Ali Asghar Vesali Tehrani Fard (علی اصغر وصالی طهرانی فرد), commonly known as Asghar Vesali, was an Iranian military leader. Before the Iranian Revolution, he was a member of the People's Mujahedin of Iran (MEK). After joining the Islamic Revolutionary Guard Corps, he was appointed as a leader of the Red Handkerchief during the Iran-Iraq War. Vesali was killed in Gilan-e Gharb at the age of 30.

==Biography==
Vesali left Iran to receive military training. He was arrested and imprisoned by the Pahlavi dynasty because of his support for MEK. He was released in late 1976 and did not continue his activities with MEK.

In the beginning of the Islamic Revolution, Vesali was responsible for the Barrack-3 forces' mission to find and arrest members of the Forqan Group.

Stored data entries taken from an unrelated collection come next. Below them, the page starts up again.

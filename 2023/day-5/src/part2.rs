use indicatif::MultiProgress;
use miette::*;

use crate::almanac::Almanac;
use crate::search;
use crate::seeds::seed_ranges;

#[tracing::instrument]
pub fn process(input: &str) -> Result<String> {
    let almanac = Almanac::parse(input)?;
    let ranges = seed_ranges(almanac.seeds())?;
    let lowest = search::inverse_scan(&almanac, &ranges)
        .ok_or_else(|| miette!("no location maps back into a seed range"))?;
    Ok(lowest.to_string())
}

/// Same answer as [`process`], found by pushing every seed forward with one
/// worker per seed range. Slow on real inputs.
#[tracing::instrument(skip(progress))]
pub fn process_brute_force(input: &str, progress: &MultiProgress) -> Result<String> {
    let almanac = Almanac::parse(input)?;
    let ranges = seed_ranges(almanac.seeds())?;
    let lowest = search::brute_force(&almanac, &ranges, progress)?
        .ok_or_else(|| miette!("every seed range is empty"))?;
    Ok(lowest.to_string())
}
//! Time-estimation calibration.
//!
//! Converts a raw time estimate into a calibrated one from the user's
//! current state: energy level, medication peak window, and time of day.
//! Everything here is a pure function of its inputs -- no clock reads and
//! no I/O -- so the math is trivially testable.

use chrono::{DateTime, Duration, TimeZone, Timelike, Utc};
use serde::{Deserialize, Serialize};

use crate::config::Config;
use crate::error::DatabaseError;
use crate::storage::Database;

/// Well-known user_state keys.
pub mod keys {
    pub const ENERGY_LEVEL: &str = "energy_level";
    pub const MEDICATION_TIME: &str = "medication_time";
    pub const BASE_MULTIPLIER: &str = "base_multiplier";
    pub const CURRENT_TASK: &str = "current_task";
}

/// Snapshot of the state the multiplier is derived from.
#[derive(Debug, Clone, Serialize, Deserialize)]
pub struct UserSnapshot {
    /// Stored base multiplier (default 1.5).
    pub base_multiplier: f64,
    /// Current energy level, 1-10.
    pub energy_level: u8,
    /// When medication was last taken, if recorded.
    pub medication_time: Option<DateTime<Utc>>,
    /// Peak window as (start, end) hours after medication.
    pub peak_window_hours: (i64, i64),
}

impl Default for UserSnapshot {
    fn default() -> Self {
        Self {
            base_multiplier: 1.5,
            energy_level: 5,
            medication_time: None,
            peak_window_hours: (1, 5),
        }
    }
}

/// Detailed peak window information.
#[derive(Debug, Clone, PartialEq, Serialize)]
#[serde(tag = "status", rename_all = "snake_case")]
pub enum PeakWindowStatus {
    NoMedicationLogged,
    NotYet { minutes_until_peak: i64 },
    Active { minutes_remaining: i64 },
    Ended,
}

/// Where a calibration's multiplier came from.
#[derive(Debug, Clone, Copy, PartialEq, Eq, Serialize)]
#[serde(rename_all = "snake_case")]
pub enum MultiplierSource {
    /// Learned per-category correction (>= 3 history samples).
    CategoryHistory,
    /// Generic state-derived heuristic.
    Dynamic,
}

/// A calibrated estimate with its provenance.
#[derive(Debug, Clone, Serialize)]
pub struct Calibration {
    pub original_estimate: u32,
    pub multiplier: f64,
    pub source: MultiplierSource,
    pub calibrated_estimate: u32,
}

impl UserSnapshot {
    /// Load the snapshot from stored state, falling back to config defaults.
    ///
    /// # Errors
    /// Returns an error only if the storage medium is unavailable; malformed
    /// fields degrade to their defaults inside the store.
    pub fn load(db: &Database, config: &Config) -> Result<Self, DatabaseError> {
        Ok(Self {
            base_multiplier: db.get_state_or(keys::BASE_MULTIPLIER, config.base_multiplier)?,
            energy_level: db.get_state_or(keys::ENERGY_LEVEL, 5)?,
            medication_time: db.get_state(keys::MEDICATION_TIME)?,
            peak_window_hours: config.peak_window_hours,
        })
    }

    /// True when `now` falls inside the medication peak window.
    ///
    /// With no medication recorded the window is inactive.
    pub fn is_in_peak_window(&self, now: DateTime<Utc>) -> bool {
        let Some(taken) = self.medication_time else {
            return false;
        };
        let start = taken + Duration::hours(self.peak_window_hours.0);
        let end = taken + Duration::hours(self.peak_window_hours.1);
        start <= now && now <= end
    }

    /// Detailed peak window status for display.
    pub fn peak_window_status(&self, now: DateTime<Utc>) -> PeakWindowStatus {
        let Some(taken) = self.medication_time else {
            return PeakWindowStatus::NoMedicationLogged;
        };
        let start = taken + Duration::hours(self.peak_window_hours.0);
        let end = taken + Duration::hours(self.peak_window_hours.1);

        if now < start {
            PeakWindowStatus::NotYet {
                minutes_until_peak: (start - now).num_minutes(),
            }
        } else if now > end {
            PeakWindowStatus::Ended
        } else {
            PeakWindowStatus::Active {
                minutes_remaining: (end - now).num_minutes(),
            }
        }
    }

    /// Real-time multiplier from the current state.
    ///
    /// Adjustments, in order: energy level, off-peak penalty, time of day
    /// (the off-peak and time-of-day penalties are independent and stack).
    /// The result is floored at 1.0 -- a calibrated estimate is never
    /// shorter than the raw one -- and rounded to two decimals.
    ///
    /// `now` carries the caller's timezone: the hour-of-day adjustment uses
    /// the local hour, the peak window comparison uses the UTC instant.
    pub fn dynamic_multiplier<Tz: TimeZone>(&self, now: &DateTime<Tz>) -> f64 {
        let mut mult = self.base_multiplier;

        if self.energy_level <= 3 {
            mult += 0.4;
        } else if self.energy_level <= 5 {
            mult += 0.2;
        } else if self.energy_level >= 8 {
            mult -= 0.1;
        }

        if !self.is_in_peak_window(now.with_timezone(&Utc)) {
            mult += 0.3;
        }

        let hour = now.hour();
        if hour >= 20 {
            mult += 0.25;
        } else if hour >= 15 {
            mult += 0.15;
        }

        round2(mult.max(1.0))
    }
}

/// Calibrate a raw estimate.
///
/// A learned per-category multiplier overrides the dynamic heuristic
/// outright: once a category has enough samples, its signal is more
/// reliable than the generic adjustments.
pub fn calibrate<Tz: TimeZone>(
    estimated_minutes: u32,
    snapshot: &UserSnapshot,
    learned: Option<f64>,
    now: &DateTime<Tz>,
) -> Calibration {
    let (multiplier, source) = match learned {
        Some(m) => (round2(m), MultiplierSource::CategoryHistory),
        None => (snapshot.dynamic_multiplier(now), MultiplierSource::Dynamic),
    };
    Calibration {
        original_estimate: estimated_minutes,
        multiplier,
        source,
        calibrated_estimate: (f64::from(estimated_minutes) * multiplier).floor() as u32,
    }
}

fn round2(value: f64) -> f64 {
    (value * 100.0).round() / 100.0
}

#[cfg(test)]
mod tests {
    use super::*;
    use proptest::prelude::*;

    fn at_hour(hour: u32) -> DateTime<Utc> {
        Utc.with_ymd_and_hms(2025, 6, 2, hour, 30, 0).unwrap()
    }

    #[test]
    fn low_energy_late_evening_no_medication() {
        let snapshot = UserSnapshot {
            energy_level: 2,
            ..Default::default()
        };
        let now = at_hour(21);
        // 1.5 base + 0.4 energy + 0.3 off-peak + 0.25 evening
        assert!((snapshot.dynamic_multiplier(&now) - 2.45).abs() < f64::EPSILON);

        let cal = calibrate(30, &snapshot, None, &now);
        assert_eq!(cal.calibrated_estimate, 73);
        assert_eq!(cal.source, MultiplierSource::Dynamic);
    }

    #[test]
    fn high_energy_in_window_morning() {
        let now = at_hour(10);
        let snapshot = UserSnapshot {
            energy_level: 9,
            medication_time: Some(now - Duration::hours(2)),
            ..Default::default()
        };
        // 1.5 base - 0.1 energy, in window, morning
        assert!((snapshot.dynamic_multiplier(&now) - 1.4).abs() < f64::EPSILON);
    }

    #[test]
    fn afternoon_slump_tier() {
        let snapshot = UserSnapshot {
            energy_level: 6,
            ..Default::default()
        };
        // 1.5 + 0.3 off-peak + 0.15 afternoon
        assert!((snapshot.dynamic_multiplier(&at_hour(16)) - 1.95).abs() < f64::EPSILON);
        // Evening tier takes precedence over the afternoon one.
        assert!((snapshot.dynamic_multiplier(&at_hour(20)) - 2.05).abs() < f64::EPSILON);
    }

    #[test]
    fn peak_window_boundaries() {
        let now = at_hour(12);
        let snapshot = UserSnapshot {
            medication_time: Some(now - Duration::hours(1)),
            ..Default::default()
        };
        assert!(snapshot.is_in_peak_window(now));

        let too_soon = UserSnapshot {
            medication_time: Some(now - Duration::minutes(30)),
            ..Default::default()
        };
        assert!(!too_soon.is_in_peak_window(now));

        let ended = UserSnapshot {
            medication_time: Some(now - Duration::hours(6)),
            ..Default::default()
        };
        assert!(!ended.is_in_peak_window(now));
    }

    #[test]
    fn peak_window_status_detail() {
        let now = at_hour(12);
        let none = UserSnapshot::default();
        assert_eq!(
            none.peak_window_status(now),
            PeakWindowStatus::NoMedicationLogged
        );

        let soon = UserSnapshot {
            medication_time: Some(now - Duration::minutes(30)),
            ..Default::default()
        };
        assert_eq!(
            soon.peak_window_status(now),
            PeakWindowStatus::NotYet {
                minutes_until_peak: 30
            }
        );

        let active = UserSnapshot {
            medication_time: Some(now - Duration::hours(2)),
            ..Default::default()
        };
        assert_eq!(
            active.peak_window_status(now),
            PeakWindowStatus::Active {
                minutes_remaining: 180
            }
        );

        let ended = UserSnapshot {
            medication_time: Some(now - Duration::hours(6)),
            ..Default::default()
        };
        assert_eq!(ended.peak_window_status(now), PeakWindowStatus::Ended);
    }

    #[test]
    fn learned_multiplier_overrides_dynamic() {
        let snapshot = UserSnapshot {
            energy_level: 2,
            ..Default::default()
        };
        let cal = calibrate(30, &snapshot, Some(1.103), &at_hour(21));
        assert_eq!(cal.source, MultiplierSource::CategoryHistory);
        assert!((cal.multiplier - 1.1).abs() < f64::EPSILON);
        assert_eq!(cal.calibrated_estimate, 33);
    }

    proptest! {
        #[test]
        fn multiplier_never_drops_below_one(
            energy in 1u8..=10,
            med_offset_minutes in proptest::option::of(-720i64..720),
            hour in 0u32..24,
        ) {
            let now = at_hour(hour);
            let snapshot = UserSnapshot {
                energy_level: energy,
                medication_time: med_offset_minutes.map(|m| now - Duration::minutes(m)),
                ..Default::default()
            };
            let mult = snapshot.dynamic_multiplier(&now);
            prop_assert!(mult >= 1.0);
            // Rounded to two decimals.
            prop_assert!(((mult * 100.0).round() - mult * 100.0).abs() < 1e-9);
        }
    }
}
//! Decomposition plan cache access.

use std::sync::Arc;

use clap::Subcommand;
use momentum_core::cache::{CacheLookup, PlanCache};
use momentum_core::calibration::keys;
use momentum_core::storage::Database;

#[derive(Subcommand)]
pub enum CacheAction {
    /// Look up a cached decomposition for a task description
    Check { description: String },
    /// Store a decomposition plan (JSON) for a task description
    Store {
        description: String,
        /// Plan as a JSON document
        plan: String,
    },
    /// List cached descriptions similar to a query
    Similar {
        description: String,
        #[arg(long, default_value = "3")]
        limit: usize,
    },
}

pub fn run(action: CacheAction) -> Result<(), Box<dyn std::error::Error>> {
    let db = Arc::new(Database::open()?);
    let cache = PlanCache::new(Arc::clone(&db));

    match action {
        CacheAction::Check { description } => match cache.check(&description)? {
            CacheLookup::Hit {
                plan,
                energy_level_at_creation,
                cached_at,
            } => {
                println!("{}", serde_json::to_string_pretty(&plan)?);
                println!(
                    "cached {} at energy {energy_level_at_creation}/10",
                    cached_at.format("%Y-%m-%d %H:%M")
                );
            }
            CacheLookup::Miss { similar } => {
                println!("no cache hit");
                if !similar.is_empty() {
                    println!("similar: {}", similar.join(", "));
                }
            }
        },
        CacheAction::Store { description, plan } => {
            let plan: serde_json::Value =
                serde_json::from_str(&plan).map_err(|e| format!("plan must be valid JSON: {e}"))?;
            let energy = db.get_state_or(keys::ENERGY_LEVEL, 5u8)?;
            let hash = cache.store(&description, &plan, energy)?;
            println!("stored under {hash}");
        }
        CacheAction::Similar { description, limit } => {
            for similar in cache.similar(&description, limit)? {
                println!("{similar}");
            }
        }
    }
    Ok(())
}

After the Iranian Revolution, Vesali became a member of the Islamic Revolutionary Guard Corps and was one of the founders of the Foreign Intelligence department. He was then moved to the west of Iran after several attacks had occurred there. He formed groups of soldiers and called them "Red Handkerchief". Mostafa Chamran said: “I met some fighters in Lebanon, but I never saw a man as brave as Vesali”. Vesali married Maryam Kazemzadeh, a correspondent and photographer. She met Vesali when she traveled to Marivan as a reporter, where Chamran introduced them to each other while they were preparing a report on the liberation of Paveh.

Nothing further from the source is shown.